----- DATA UNDER STUDY

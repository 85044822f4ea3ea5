//! Command-line entry point.
//!
//! ```text
//! iow_report_service <report> <start> <end> <sensor-list> [config]
//! iow_report_service verify <sensor-list> [config]
//! ```
//!
//! `<report>` is one of `pump-runtime`, `flood-height`, `availability`,
//! `fleet`, `raw-series`, `dispatch`; dates are `YYYY-MM-DD`. The report is
//! printed as JSON on stdout. Per-sensor failures are part of the report;
//! the process only fails on configuration or connection problems.
//!
//! Environment: `API_CLIENT_ID` / `API_CLIENT_SECRET` (or a `.env` file),
//! `IOW_REPLAY_DIR` to read saved payloads instead of the live API,
//! `IOW_LOG_FILE` to append logs to a file, `RUST_LOG` to override the
//! log filter.

use std::path::Path;
use std::process::ExitCode;

use chrono::{NaiveDate, Utc};
use serde::Serialize;

use iow_report_service::config::{Credentials, ServiceConfig};
use iow_report_service::ingest::iow::IowClient;
use iow_report_service::ingest::replay::ReplaySource;
use iow_report_service::ingest::{SeriesSource, StationDirectory};
use iow_report_service::logging::{self, DataSource, LogLevel};
use iow_report_service::model::{ReportError, ReportWindow};
use iow_report_service::report::{ReportKind, ReportRunner};
use iow_report_service::stations::load_sensor_list;
use iow_report_service::verify;

const DEFAULT_CONFIG: &str = "iow_report.toml";

const USAGE: &str = "usage: iow_report_service <report> <start> <end> <sensor-list> [config]\n       \
                     iow_report_service verify <sensor-list> [config]";

enum Command {
    Report {
        kind: ReportKind,
        window: ReportWindow,
        sensor_list: String,
    },
    Verify {
        sensor_list: String,
    },
}

fn main() -> ExitCode {
    match run() {
        Ok(()) => ExitCode::SUCCESS,
        Err(e) => {
            eprintln!("error: {}", e);
            ExitCode::FAILURE
        }
    }
}

fn run() -> Result<(), ReportError> {
    let log_file = std::env::var("IOW_LOG_FILE").ok();
    logging::init_logger(LogLevel::Info, log_file.as_deref(), true)?;

    let args: Vec<String> = std::env::args().skip(1).collect();
    let (command, config_path) = parse_args(&args)?;
    let config = load_config(config_path)?;

    match std::env::var("IOW_REPLAY_DIR") {
        Ok(dir) => {
            logging::info(DataSource::System, None, &format!("replaying payloads from {}", dir));
            execute(&ReplaySource::new(dir, config.local_offset()?), &config, command)
        }
        Err(_) => {
            let client = IowClient::connect(&config, Credentials::from_env()?)?;
            execute(&client, &config, command)
        }
    }
}

fn parse_args(args: &[String]) -> Result<(Command, Option<&str>), ReportError> {
    match args {
        [verb, list, rest @ ..] if verb == "verify" && rest.len() <= 1 => Ok((
            Command::Verify {
                sensor_list: list.clone(),
            },
            rest.first().map(String::as_str),
        )),
        [kind, start, end, list, rest @ ..] if rest.len() <= 1 => {
            let window = ReportWindow::new(parse_date(start)?, parse_date(end)?)?;
            Ok((
                Command::Report {
                    kind: kind.parse()?,
                    window,
                    sensor_list: list.clone(),
                },
                rest.first().map(String::as_str),
            ))
        }
        _ => Err(ReportError::Config(USAGE.to_string())),
    }
}

fn parse_date(raw: &str) -> Result<NaiveDate, ReportError> {
    NaiveDate::parse_from_str(raw, "%Y-%m-%d")
        .map_err(|e| ReportError::Config(format!("invalid date {:?}: {}", raw, e)))
}

/// An explicit path must exist; the default file is optional.
fn load_config(path: Option<&str>) -> Result<ServiceConfig, ReportError> {
    match path {
        Some(path) => ServiceConfig::load(Path::new(path)),
        None if Path::new(DEFAULT_CONFIG).exists() => ServiceConfig::load(Path::new(DEFAULT_CONFIG)),
        None => Ok(ServiceConfig::default()),
    }
}

fn execute<S>(source: &S, config: &ServiceConfig, command: Command) -> Result<(), ReportError>
where
    S: SeriesSource + StationDirectory,
{
    match command {
        Command::Report {
            kind,
            window,
            sensor_list,
        } => {
            let sensors = load_sensor_list(Path::new(&sensor_list))?;
            let runner = ReportRunner::new(source, source, config)?;
            let report = runner.run(kind, &sensors, &window, Utc::now());
            if !report.failed().is_empty() {
                logging::warn(
                    DataSource::System,
                    None,
                    &format!("{} of {} sensors failed", report.failed().len(), sensors.len()),
                );
            }
            print_json(&report)
        }
        Command::Verify { sensor_list } => {
            let sensors = load_sensor_list(Path::new(&sensor_list))?;
            let report = verify::run_verification(source, &sensors, Utc::now());
            verify::print_summary(&report);
            print_json(&report)
        }
    }
}

fn print_json<T: Serialize>(value: &T) -> Result<(), ReportError> {
    let json = serde_json::to_string_pretty(value).map_err(std::io::Error::from)?;
    println!("{}", json);
    Ok(())
}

----------

* [ABOUT THIS TASK]:
Pick out and copy the lines of the entries that hold the string "ReportRunner".

* [TASK ANSWER]:
use iow_report_service::report::{ReportKind, ReportRunner};
            let runner = ReportRunner::new(source, source, config)?;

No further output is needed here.